Jeunesse et éducation
Peter Wintonick grandit à Ottawa. Très jeune, il se passionne déjà pour le cinéma. À sept ans, il reçoit sa première caméra de la part de son père, membre de l'Aviation royale canadienne.À l'école, il soumet souvent des courts-métrages plutôt que des essais. Il étudie brièvement à l'Université Carleton, qu’ilquitte pour aller étudier le cinéma au Collège Algonquin, où il obtient son diplôme avec distinction. Son apprentissage se poursuit lorsqu'il quitte Ottawa pour s'établir à Montréal, qui sera sa ville d'attache pendant la majeure partie de sa vie adulte.
Carrière de monteur
Embauché par une compagnie de films commandités, Peter Wintonick monte les publicités de la campagne électorale de Pierre Trudeau. Il apprend ensuite l'art des affaires au cinéma en travaillant auprès du producteur Robert Lantos sur trois films de l'ère des abris fiscaux, dont le premier, intitulé En hommage aux femmes de trente ans (1978), génère la controverse et contribue au développement de l'industrie canadienne du long-métrage.
Après avoir monté le documentaire Poetry in Motion (1982), de Ron Mann, abordant la performance de spoken word et mettant en vedette Allen Ginsberg, William S. Burroughs, Charles Bukowski et Tom Waits, ainsi que le film Un printemps sous la neige (1984), de Daniel Petrie, lauréat de plusieurs prix Génie, Peter Wintonick travaille sur Resan, du cinéaste légendaire Peter Watkins, un documentaire épique de 873 minutes sur la technologie nucléaire. Il s'inspire et apprend au contact de Peter Watkins et du marxiste américain Emile de Antonio, « parrain du documentaire politique ». Ainsi, il entend l'appel du documentaire socialement engagé et fait « voeu de pauvreté ». Il disait toujours, un peu à la blague, que c'était nécessaire pour se dévouer au documentaire.
À ce moment, Peter Wintonick est déjà l'un des monteurs de documentaires prééminents au Canada. Du travail de Peter Wintonick sur son film A Rustling of Leaves: Inside the Philippine Revolution (1988), Nettie Wild affirme que « Les images pour lesquelles nous nous étions si durement battus lors du tournage étaient désormais empreintes d'une poésie fluide qui allait au-delà de nos espérances ».

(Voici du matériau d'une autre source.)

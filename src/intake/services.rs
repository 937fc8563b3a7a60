use serde_json::{Map, Value};
use sqlx::PgPool;
use tracing::{info, warn};
use uuid::Uuid;

use super::dto::{
    ConcernSeverity, IntakeFormDetail, IntakeFormPage, IntakeFormPatch, IntakeProgress, IntakeStatus,
    Symptom, TraumaResponse,
};
use super::repo;
use super::repo_types::{IntakeForm, ScreeningModuleRecord};
use crate::error::{AppError, AppResult};
use crate::screening::{ModuleType, ScoredModule, ScreeningResponses};

const FORM_NOT_FOUND: &str = "Intake form not found";

/// What the intake answers suggest screening for.
#[derive(Debug, Clone, Copy, Default, PartialEq, Eq)]
pub struct RiskSignals {
    pub low_mood: bool,
    pub anxiety: bool,
    pub trauma: bool,
}

impl RiskSignals {
    pub fn from_form(form: &IntakeForm) -> Self {
        Self {
            low_mood: form.has_symptom(Symptom::SadnessDepression)
                || form.severity_is(ConcernSeverity::Severe)
                || form.severity_is(ConcernSeverity::Crisis),
            anxiety: form.has_symptom(Symptom::AnxietyWorry)
                || form.has_symptom(Symptom::PanicAttacks),
            trauma: form.trauma_is(TraumaResponse::Yes) || form.has_symptom(Symptom::TraumaPtsd),
        }
    }
}

/// Scored instruments worth taking next, minus the ones already submitted.
pub fn recommend(signals: RiskSignals, taken: &[&str]) -> Vec<ModuleType> {
    [
        (signals.low_mood, ModuleType::Phq9),
        (signals.anxiety, ModuleType::Gad7),
        (signals.trauma, ModuleType::PcPtsd5),
    ]
    .into_iter()
    .filter(|(wanted, module)| *wanted && module.is_scored() && !taken.contains(&module.as_str()))
    .map(|(_, module)| module)
    .collect()
}

pub fn status_of(form: Option<&IntakeForm>) -> IntakeStatus {
    match form {
        None => IntakeStatus {
            needs_intake: true,
            has_form: false,
            is_complete: false,
            completion_percentage: 0,
            intake_form_id: None,
        },
        Some(form) => IntakeStatus {
            needs_intake: !form.is_complete,
            has_form: true,
            is_complete: form.is_complete,
            completion_percentage: form.completion_percentage(),
            intake_form_id: Some(form.id),
        },
    }
}

pub async fn recommended_modules(db: &PgPool, form: &IntakeForm) -> AppResult<Vec<ModuleType>> {
    let taken = repo::list_modules(db, form.id).await?;
    let taken: Vec<&str> = taken.iter().map(|m| m.module_type.as_str()).collect();
    Ok(recommend(RiskSignals::from_form(form), &taken))
}

pub async fn create_form(db: &PgPool, user_id: Uuid) -> AppResult<IntakeForm> {
    if repo::find_by_user(db, user_id).await?.is_some() {
        return Err(AppError::Conflict("Intake form already exists for this user".into()));
    }
    let form = repo::create(db, user_id).await?;
    info!(%user_id, form_id = %form.id, "intake form created");
    Ok(form)
}

/// Outcome of `start`: the form the user already had, or a fresh one.
pub enum Started {
    Existing(IntakeForm),
    Created(IntakeForm),
}

pub async fn start(db: &PgPool, user_id: Uuid) -> AppResult<Started> {
    match repo::find_by_user(db, user_id).await? {
        Some(form) => Ok(Started::Existing(form)),
        None => Ok(Started::Created(create_form(db, user_id).await?)),
    }
}

pub async fn get(db: &PgPool, user_id: Uuid) -> AppResult<IntakeForm> {
    repo::find_by_user(db, user_id)
        .await?
        .ok_or_else(|| AppError::not_found(FORM_NOT_FOUND))
}

pub async fn update(db: &PgPool, user_id: Uuid, body: IntakeFormPatch) -> AppResult<IntakeForm> {
    let (patch, section) = body.into_patch()?;
    if patch.is_empty() && section.is_none() {
        return Err(AppError::validation("No fields to update"));
    }

    let form = repo::update(db, user_id, patch, section)
        .await?
        .ok_or_else(|| AppError::not_found(FORM_NOT_FOUND))?;

    info!(%user_id, section = ?section.map(|s| s.as_str()), "intake form updated");
    Ok(form)
}

/// Completes the form once every section is done.
pub async fn complete(db: &PgPool, user_id: Uuid) -> AppResult<IntakeForm> {
    let current = get(db, user_id).await?;
    let progress = &current.section_progress;
    if progress.percentage() < 100 {
        warn!(%user_id, pending = progress.pending().len(), "intake completion refused");
        return Err(AppError::Incomplete {
            completion_percentage: progress.percentage(),
            pending_sections: progress.pending(),
        });
    }

    let form = repo::complete(db, user_id)
        .await?
        .ok_or_else(|| AppError::not_found(FORM_NOT_FOUND))?;
    info!(%user_id, form_id = %form.id, "intake form completed");
    Ok(form)
}

pub async fn progress(db: &PgPool, user_id: Uuid) -> AppResult<IntakeProgress> {
    let form = get(db, user_id).await?;
    let recommended_modules = recommended_modules(db, &form).await?;
    Ok(IntakeProgress {
        user_id,
        completion_percentage: form.completion_percentage(),
        completed_sections: form.section_progress.completed(),
        pending_sections: form.section_progress.pending(),
        recommended_modules,
    })
}

pub async fn status(db: &PgPool, user_id: Uuid) -> AppResult<IntakeStatus> {
    let form = repo::find_by_user(db, user_id).await?;
    Ok(status_of(form.as_ref()))
}

/// Scores the answers server-side and stores them against the user's form.
pub async fn submit_module(
    db: &PgPool,
    user_id: Uuid,
    module_type: ModuleType,
    responses: &Map<String, Value>,
) -> AppResult<(ScreeningModuleRecord, ScoredModule)> {
    let parsed = ScreeningResponses::parse(module_type, responses)?;
    let scored = parsed.scored();

    let form = repo::find_by_user(db, user_id).await?.ok_or_else(|| {
        AppError::not_found("Intake form not found. Please complete intake form first.")
    })?;

    let record = repo::upsert_module(
        db,
        form.id,
        user_id,
        module_type.as_str(),
        parsed.to_json(),
        scored.score,
        scored.severity.as_str(),
    )
    .await?;

    info!(
        %user_id,
        module = module_type.as_str(),
        score = scored.score,
        severity = scored.severity.as_str(),
        "screening module scored"
    );
    Ok((record, scored))
}

pub async fn modules(db: &PgPool, user_id: Uuid) -> AppResult<(Vec<ScreeningModuleRecord>, Vec<ModuleType>)> {
    let form = get(db, user_id).await?;
    let completed = repo::list_modules(db, form.id).await?;
    let taken: Vec<&str> = completed.iter().map(|m| m.module_type.as_str()).collect();
    let recommended = recommend(RiskSignals::from_form(&form), &taken);
    Ok((completed, recommended))
}

pub async fn list_forms(db: &PgPool, page: i64, limit: i64) -> AppResult<IntakeFormPage> {
    let offset = (page - 1)
        .checked_mul(limit)
        .ok_or_else(|| AppError::validation("Page out of range"))?;
    let (intake_forms, total) = repo::list(db, limit, offset).await?;
    Ok(IntakeFormPage {
        intake_forms,
        total,
        page,
        limit,
    })
}

pub async fn form_detail(db: &PgPool, id: Uuid) -> AppResult<IntakeFormDetail> {
    let form = repo::find_by_id(db, id)
        .await?
        .ok_or_else(|| AppError::not_found(FORM_NOT_FOUND))?;
    let screening_modules = repo::list_modules(db, form.id).await?;
    let taken: Vec<&str> = screening_modules.iter().map(|m| m.module_type.as_str()).collect();
    let recommended_modules = recommend(RiskSignals::from_form(&form), &taken);
    Ok(IntakeFormDetail {
        completion_percentage: form.completion_percentage(),
        intake_form: form,
        recommended_modules,
        screening_modules,
    })
}

pub async fn delete_form(db: &PgPool, id: Uuid, deleted_by: Uuid) -> AppResult<()> {
    if !repo::delete(db, id).await? {
        return Err(AppError::not_found(FORM_NOT_FOUND));
    }
    info!(form_id = %id, %deleted_by, "intake form deleted");
    Ok(())
}

#[cfg(test)]
mod tests {
    use super::*;

    #[tokio::test]
    async fn huge_page_is_rejected_before_querying() {
        let state = crate::state::AppState::fake();
        let err = list_forms(&state.db, i64::MAX, 50).await.unwrap_err();
        assert!(matches!(err, AppError::Validation(_)));
    }

    #[test]
    fn no_signals_no_recommendations() {
        assert!(recommend(RiskSignals::default(), &[]).is_empty());
    }

    #[test]
    fn signals_map_to_instruments_in_order() {
        let signals = RiskSignals {
            low_mood: true,
            anxiety: true,
            trauma: true,
        };
        assert_eq!(
            recommend(signals, &[]),
            vec![ModuleType::Phq9, ModuleType::Gad7, ModuleType::PcPtsd5]
        );
    }

    #[test]
    fn taken_modules_are_excluded() {
        let signals = RiskSignals {
            low_mood: true,
            anxiety: true,
            trauma: false,
        };
        assert_eq!(recommend(signals, &["PHQ-9"]), vec![ModuleType::Gad7]);
    }

    #[test]
    fn missing_form_needs_intake() {
        let status = status_of(None);
        assert!(status.needs_intake);
        assert!(!status.has_form);
        assert_eq!(status.completion_percentage, 0);
        let json = serde_json::to_value(&status).unwrap();
        assert!(json.get("intake_form_id").is_none());
    }
}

Carrière de réalisateur et de producteur
La joie de vivre cinématique de Peter Wintonick imprègne Chomsky, les médias et les illusions nécessaires (1992) l'oeuvre la plus connue à titre de producteur et de réalisateur qu'il coréalise en compagnie de son ami et collègue Mark Achbar en plus d'en être le monteur. D'une durée de 167 minutes, le documentaire de l'Office national du film suit Noam Chomsky, linguiste provocateur et activiste sociopolitique, alors qu'il prononce des discours, participe à des conférences et discute de sa vision des médias comme outil de manipulation de masse permettant à l'élite de renforcer son pouvoir.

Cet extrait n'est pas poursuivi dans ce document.